## [WORK TO COMPLETE]
Filter the entries below down to the lines that hold "match".

Stored data
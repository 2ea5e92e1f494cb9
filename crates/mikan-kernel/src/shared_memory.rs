//! Shared memory blocks.
//!
//! A block is backed either by fresh pages from the Base region (created with address zero)
//! or by the creator's own already-mapped pages. Mapping into a process checks the requested
//! permissions against what the creator granted that side.

use mikan_mem::{MemoryPermission, MemoryRegionName, MemoryState, PAGE_SIZE};
use tracing::error;

use crate::object::{process_entry_mut, ObjectData, ObjectId};
use crate::result::{
    result_from_memory_error, ResultCode, ERR_INVALID_ADDRESS, ERR_OUT_OF_MEMORY,
    ERR_WRONG_PERMISSION, RESULT_SUCCESS,
};
use crate::Kernel;

#[derive(Debug)]
pub struct SharedMemory {
    pub size: u32,
    /// Permissions granted to the owner process.
    pub permissions: MemoryPermission,
    /// Permissions granted to everyone else.
    pub other_permissions: MemoryPermission,
    pub owner_process: Option<ObjectId>,
    /// Owner-side mapping address when created over existing pages.
    pub base_address: u32,
    pub(crate) backing: Vec<u32>,
    /// Whether the backing frames came from a region allocator and must go back to it.
    pub(crate) owns_backing: bool,
    pub(crate) backing_region: MemoryRegionName,
}

impl Kernel {
    /// Creates a shared memory block. `addr == 0` allocates fresh backing from `region`;
    /// otherwise the block aliases the creator's pages at `addr`. Caller owns the returned
    /// reference.
    pub fn create_shared_memory(
        &mut self,
        owner: ObjectId,
        size: u32,
        permissions: MemoryPermission,
        other_permissions: MemoryPermission,
        addr: u32,
        region: MemoryRegionName,
        name: &str,
    ) -> Result<ObjectId, ResultCode> {
        let (backing, owns_backing) = if addr == 0 {
            let offset = self
                .memory
                .region_mut(region)
                .linear_allocate(size)
                .ok_or_else(|| {
                    error!(size, "no region space for a shared memory block");
                    ERR_OUT_OF_MEMORY
                })?;
            let frames = (0..size / PAGE_SIZE).map(|i| offset + i * PAGE_SIZE).collect();
            self.process_mut(owner).memory_used += size;
            (frames, true)
        } else {
            let space = &self.process(owner).address_space;
            let mut frames = Vec::with_capacity((size / PAGE_SIZE) as usize);
            for page in 0..size / PAGE_SIZE {
                frames.push(
                    space
                        .translate(addr + page * PAGE_SIZE)
                        .ok_or(ERR_INVALID_ADDRESS)?,
                );
            }
            (frames, false)
        };
        Ok(self.insert_object(
            name,
            ObjectData::SharedMemory(SharedMemory {
                size,
                permissions,
                other_permissions,
                owner_process: Some(owner),
                base_address: addr,
                backing,
                owns_backing,
                backing_region: region,
            }),
        ))
    }

    /// Maps the block into `process` at `addr` with the requested permissions.
    pub fn map_shared_memory(
        &mut self,
        block: ObjectId,
        process: ObjectId,
        addr: u32,
        permissions: MemoryPermission,
    ) -> ResultCode {
        let (granted, backing) = {
            let state = self.shared_memory(block);
            let granted = if state.owner_process == Some(process) {
                state.permissions
            } else {
                state.other_permissions
            };
            (granted, state.backing.clone())
        };
        let effective = if permissions == MemoryPermission::DONT_CARE {
            granted
        } else {
            permissions
        };
        if effective.intersects(!granted) {
            error!(
                requested = effective.bits(),
                granted = granted.bits(),
                "shared memory mapped with more permissions than granted"
            );
            return ERR_WRONG_PERMISSION;
        }
        if addr == 0 {
            return ERR_INVALID_ADDRESS;
        }
        let space = &mut process_entry_mut(&mut self.objects, process).address_space;
        match space.map(addr, &backing, MemoryState::Shared, effective) {
            Ok(()) => RESULT_SUCCESS,
            Err(err) => result_from_memory_error(err),
        }
    }

    pub fn unmap_shared_memory(
        &mut self,
        block: ObjectId,
        process: ObjectId,
        addr: u32,
    ) -> ResultCode {
        let size = self.shared_memory(block).size;
        let space = &mut process_entry_mut(&mut self.objects, process).address_space;
        match space.unmap(addr, size) {
            Ok(_) => RESULT_SUCCESS,
            Err(err) => result_from_memory_error(err),
        }
    }

    pub(crate) fn shared_memory(&self, id: ObjectId) -> &SharedMemory {
        match &self.object(id).expect("stale shared memory id").data {
            ObjectData::SharedMemory(block) => block,
            _ => panic!("object {id:?} is not a shared memory block"),
        }
    }
}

## [SOLUTION TO THIS PROBLEM]
        match space.map(addr, &backing, MemoryState::Shared, effective) {
        match space.unmap(addr, size) {
        match &self.object(id).expect("stale shared memory id").data {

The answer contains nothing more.